Like, for example, the jackfruit (Artocarpus heterophyllus).


It was not the first time that we had spotted a jackfruit in Brazil.

In that moment I remembered my encounter with the crested capuchins in the Reserva Natural Vale where the monkeys were feeding on a jackfruit.

We also spotted indigenous plant species or indigenous trees, respectively, like the “Pau-Brasil” (Caesalpinia echinata).


Apparently, this tree was planted on the 22th of April in 2000.


I’m not a botanist, but on the citizen science platform iNaturalist I was told, that this young tree on the photograph is not a “Pau-Brasil”. If you know more about this plant species in the photograph, please let me know in the comments.

However, the “Pau-Brasil” is indigenous in Brazil and endangered.

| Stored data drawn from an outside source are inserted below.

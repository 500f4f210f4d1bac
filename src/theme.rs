//! Theme and styling for the artwall TUI
//!
//! A muted gallery palette: ink on charcoal with ochre and rust accents.

use ratatui::style::{Color, Modifier, Style};

use crate::gallery::ArtworkCategory;

/// Named palette colors
pub mod palette {
    use ratatui::style::Color;

    /// Ochre - #d9a441
    pub const OCHRE: Color = Color::Rgb(217, 164, 65);

    /// Rust - #c0583a
    pub const RUST: Color = Color::Rgb(192, 88, 58);

    /// Sage - #8fae8b
    pub const SAGE: Color = Color::Rgb(143, 174, 139);

    /// Slate blue - #6d8fbf
    pub const SLATE: Color = Color::Rgb(109, 143, 191);

    /// Plum - #9a6fa8
    pub const PLUM: Color = Color::Rgb(154, 111, 168);

    /// Paper - #ece6da
    pub const PAPER: Color = Color::Rgb(236, 230, 218);
}

pub struct Theme {
    // Primary colors
    pub primary: Color,
    pub secondary: Color,
    pub accent: Color,

    // Background colors
    pub bg_dark: Color,
    pub bg_medium: Color,
    pub bg_light: Color,

    // Text colors
    pub text_primary: Color,
    pub text_secondary: Color,
    pub text_muted: Color,

    // Status colors
    pub success: Color,
    pub warning: Color,
    pub error: Color,
    pub info: Color,

    // Special colors
    pub highlight: Color,
    pub border: Color,
    pub border_focused: Color,
}

impl Default for Theme {
    fn default() -> Self {
        Self {
            primary: palette::OCHRE,
            secondary: palette::SLATE,
            accent: palette::RUST,

            bg_dark: Color::Rgb(20, 19, 18),
            bg_medium: Color::Rgb(31, 29, 27),
            bg_light: Color::Rgb(46, 43, 40),

            text_primary: palette::PAPER,
            text_secondary: Color::Rgb(190, 182, 168),
            text_muted: Color::Rgb(128, 121, 110),

            success: palette::SAGE,
            warning: palette::OCHRE,
            error: palette::RUST,
            info: palette::SLATE,

            highlight: palette::PLUM,
            border: Color::Rgb(64, 60, 55),
            border_focused: palette::OCHRE,
        }
    }
}

impl Theme {
    /// Create a new theme
    pub fn new() -> Self {
        Self::default()
    }

    // ─────────────────────────────────────────────────────────────
    // Style builders
    // ─────────────────────────────────────────────────────────────

    /// Default text style
    pub fn text(&self) -> Style {
        Style::default().fg(self.text_primary)
    }

    /// Secondary text style
    pub fn text_secondary(&self) -> Style {
        Style::default().fg(self.text_secondary)
    }

    /// Muted text style
    pub fn text_muted(&self) -> Style {
        Style::default().fg(self.text_muted)
    }

    /// Primary accent style
    pub fn primary(&self) -> Style {
        Style::default().fg(self.primary)
    }

    /// Accent/highlight style
    pub fn accent(&self) -> Style {
        Style::default().fg(self.accent)
    }

    /// Title style
    pub fn title(&self) -> Style {
        Style::default()
            .fg(self.primary)
            .add_modifier(Modifier::BOLD)
    }

    /// Subtitle style
    pub fn subtitle(&self) -> Style {
        Style::default()
            .fg(self.text_secondary)
            .add_modifier(Modifier::ITALIC)
    }

    /// Block border style (unfocused)
    pub fn border(&self) -> Style {
        Style::default().fg(self.border)
    }

    /// Block border style (focused)
    pub fn border_focused(&self) -> Style {
        Style::default().fg(self.border_focused)
    }

    /// Selected item in a list
    pub fn selected(&self) -> Style {
        Style::default()
            .bg(self.bg_light)
            .fg(self.primary)
            .add_modifier(Modifier::BOLD)
    }

    /// Highlighted text
    pub fn highlight(&self) -> Style {
        Style::default()
            .fg(self.highlight)
            .add_modifier(Modifier::BOLD)
    }

    /// Success status
    pub fn success(&self) -> Style {
        Style::default().fg(self.success)
    }

    /// Warning status
    pub fn warning(&self) -> Style {
        Style::default().fg(self.warning)
    }

    /// Error status
    pub fn error(&self) -> Style {
        Style::default().fg(self.error)
    }

    /// Info status
    pub fn info(&self) -> Style {
        Style::default().fg(self.info)
    }

    /// Tab style (inactive)
    pub fn tab_inactive(&self) -> Style {
        Style::default().fg(self.text_muted)
    }

    /// Tab style (active)
    pub fn tab_active(&self) -> Style {
        Style::default()
            .fg(self.primary)
            .add_modifier(Modifier::BOLD)
    }

    /// Key hint style
    pub fn key_hint(&self) -> Style {
        Style::default()
            .fg(self.accent)
            .add_modifier(Modifier::BOLD)
    }

    /// Key description style
    pub fn key_desc(&self) -> Style {
        Style::default().fg(self.text_secondary)
    }

    /// Year marker rows in the timeline
    pub fn year_marker(&self) -> Style {
        Style::default()
            .fg(self.secondary)
            .add_modifier(Modifier::BOLD)
    }

    /// Gauge filled style
    pub fn gauge_filled(&self) -> Style {
        Style::default().fg(self.primary).bg(self.bg_light)
    }

    /// Overlay content while it fades out
    pub fn faded(&self) -> Style {
        Style::default()
            .fg(self.text_muted)
            .add_modifier(Modifier::DIM)
    }

    /// Overlay backdrop
    pub fn overlay(&self, fading: bool) -> Style {
        if fading {
            Style::default().bg(self.bg_medium)
        } else {
            Style::default().bg(self.bg_dark)
        }
    }

    /// Color used for a category in lists and charts
    pub fn category(&self, category: ArtworkCategory) -> Style {
        let color = match category {
            ArtworkCategory::Drawing | ArtworkCategory::Image => palette::OCHRE,
            ArtworkCategory::Sculpture => palette::RUST,
            ArtworkCategory::Poetry | ArtworkCategory::Prosepoetry => palette::PLUM,
            ArtworkCategory::Prose => palette::PAPER,
            ArtworkCategory::Music => palette::SAGE,
            ArtworkCategory::Video => palette::SLATE,
            ArtworkCategory::Other => self.text_secondary,
        };
        Style::default().fg(color)
    }
}

/// Glyphs used across the UI
pub mod symbols {
    pub const ARROW_RIGHT: &str = "→";
    pub const CHECK: &str = "✓";
    pub const CROSS_MARK: &str = "✗";
    pub const DIAMOND: &str = "◆";
    pub const IMAGE: &str = "▣";
    pub const NO_IMAGE: &str = "□";

    pub const SPINNER: [&str; 10] = ["⠋", "⠙", "⠹", "⠸", "⠼", "⠴", "⠦", "⠧", "⠇", "⠏"];
}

Therefore, the World Conservation Union IUCN lists this tree species in the category “endangered”.

Its wood is also known as Brazilwood.

The “Pau-Brasil” is indigenous in the states Alagoas, Bahia, Espírito Santo, Minas Gerais, Paraíba, Pernambuco, Rio de Janeiro, Rio Grande do Norte and Sergipe. Areas of its original distribution are almost completey destroyed. The main threat of the “Pau-Brasil” is deforestation. In the past, “Pau-Brasil” was used as a dyewood.

Nevertheless, if you wish to visit the Sugarloaf Mountain, there are two options or cable railways, respectively. One cable railway leads from the Praia Vermelha up to the Morro da Urca and the other one from the Morro da Urca to the Sugarloaf Mountain.

If you wish to take only the second cable railway from the Morro da Urca, you have to hike up the Morro da Urca. If you walk from the entrance of the Pista Cláudio Coutinho a few meters, you have to turn left. There are signs that indicate on the Pista Cláudio Coutinho where to hike up the Morro da Urca. You can’t miss it. The path leads steeply up and is well frequented by visitors.

The path leading up the Morro da Urca is mostly steep. Sometimes a little bit less steep. At some places stones…


… and at other places roots characterize the path.


On the top of the Morro da Urca you can enjoy a wonderful view over Rio de Janeiro, and of course, over the Sugarloaf Mountain (see some photographs below).

Common marmosets at the Sugarloaf Mountain

As you are visiting a blog about wildlife, of course, I was in Rio de Janeiro not only to see the wonderful Sugarloaf Mountain.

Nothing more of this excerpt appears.